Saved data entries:

=== Begin Enclosure ===

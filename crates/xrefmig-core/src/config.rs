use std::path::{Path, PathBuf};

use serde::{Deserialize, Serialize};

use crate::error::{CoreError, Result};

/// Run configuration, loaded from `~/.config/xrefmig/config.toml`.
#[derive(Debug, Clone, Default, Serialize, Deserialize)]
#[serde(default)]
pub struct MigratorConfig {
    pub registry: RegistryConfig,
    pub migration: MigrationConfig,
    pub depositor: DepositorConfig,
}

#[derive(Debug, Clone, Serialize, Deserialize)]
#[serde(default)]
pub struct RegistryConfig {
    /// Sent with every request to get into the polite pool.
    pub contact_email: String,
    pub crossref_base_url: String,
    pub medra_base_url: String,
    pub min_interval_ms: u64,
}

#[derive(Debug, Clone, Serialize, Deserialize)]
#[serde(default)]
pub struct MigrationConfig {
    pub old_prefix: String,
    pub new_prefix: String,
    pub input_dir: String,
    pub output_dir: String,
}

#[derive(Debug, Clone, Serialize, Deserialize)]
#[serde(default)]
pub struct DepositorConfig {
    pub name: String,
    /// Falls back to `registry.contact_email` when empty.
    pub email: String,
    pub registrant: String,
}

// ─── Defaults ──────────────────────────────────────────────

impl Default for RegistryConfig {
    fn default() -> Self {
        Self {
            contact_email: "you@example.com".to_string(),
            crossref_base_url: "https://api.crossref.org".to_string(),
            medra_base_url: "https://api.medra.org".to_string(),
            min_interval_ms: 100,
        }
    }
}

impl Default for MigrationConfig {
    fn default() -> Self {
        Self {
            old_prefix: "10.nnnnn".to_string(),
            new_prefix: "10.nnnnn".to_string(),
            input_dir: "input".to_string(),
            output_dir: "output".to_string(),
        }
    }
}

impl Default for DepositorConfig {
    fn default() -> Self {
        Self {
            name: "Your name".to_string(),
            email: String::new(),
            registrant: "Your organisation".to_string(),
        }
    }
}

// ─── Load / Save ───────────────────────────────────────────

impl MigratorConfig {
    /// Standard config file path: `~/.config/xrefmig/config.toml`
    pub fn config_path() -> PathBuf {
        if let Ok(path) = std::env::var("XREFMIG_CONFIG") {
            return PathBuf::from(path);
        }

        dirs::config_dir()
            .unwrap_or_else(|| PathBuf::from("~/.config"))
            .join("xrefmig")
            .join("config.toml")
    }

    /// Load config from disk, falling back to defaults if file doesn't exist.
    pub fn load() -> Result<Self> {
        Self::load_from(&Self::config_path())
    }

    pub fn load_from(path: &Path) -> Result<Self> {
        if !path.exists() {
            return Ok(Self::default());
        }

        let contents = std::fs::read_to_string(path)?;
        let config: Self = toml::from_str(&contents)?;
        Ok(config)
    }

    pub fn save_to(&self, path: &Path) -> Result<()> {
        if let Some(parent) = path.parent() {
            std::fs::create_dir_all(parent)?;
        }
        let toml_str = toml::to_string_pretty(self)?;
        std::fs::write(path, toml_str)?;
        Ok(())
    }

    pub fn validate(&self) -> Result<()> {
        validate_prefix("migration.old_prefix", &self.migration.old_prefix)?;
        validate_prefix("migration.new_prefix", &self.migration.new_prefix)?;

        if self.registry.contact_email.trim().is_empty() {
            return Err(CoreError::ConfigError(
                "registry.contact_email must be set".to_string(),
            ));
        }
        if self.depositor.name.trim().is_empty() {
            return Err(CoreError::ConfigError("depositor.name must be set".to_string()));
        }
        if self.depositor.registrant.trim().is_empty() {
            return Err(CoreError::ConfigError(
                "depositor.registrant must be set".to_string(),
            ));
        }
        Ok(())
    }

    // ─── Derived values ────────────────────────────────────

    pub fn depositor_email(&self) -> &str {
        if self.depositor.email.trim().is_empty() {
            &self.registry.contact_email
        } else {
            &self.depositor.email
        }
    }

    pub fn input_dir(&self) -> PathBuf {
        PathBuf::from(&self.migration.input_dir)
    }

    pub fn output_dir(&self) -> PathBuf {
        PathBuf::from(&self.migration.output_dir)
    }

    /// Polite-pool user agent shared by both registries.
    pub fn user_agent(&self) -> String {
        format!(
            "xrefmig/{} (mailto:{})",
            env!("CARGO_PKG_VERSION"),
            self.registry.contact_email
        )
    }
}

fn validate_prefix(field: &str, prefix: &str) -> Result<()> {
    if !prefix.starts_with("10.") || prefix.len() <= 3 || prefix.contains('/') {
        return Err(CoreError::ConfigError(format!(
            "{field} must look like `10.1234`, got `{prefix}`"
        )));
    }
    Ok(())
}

=== End Enclosure ===

■ **WORK REQUIRED**
Report each line of the data that includes the string "RegistryConfig".

■ **ANSWER FOR THIS EXERCISE**
    pub registry: RegistryConfig,
pub struct RegistryConfig {
impl Default for RegistryConfig {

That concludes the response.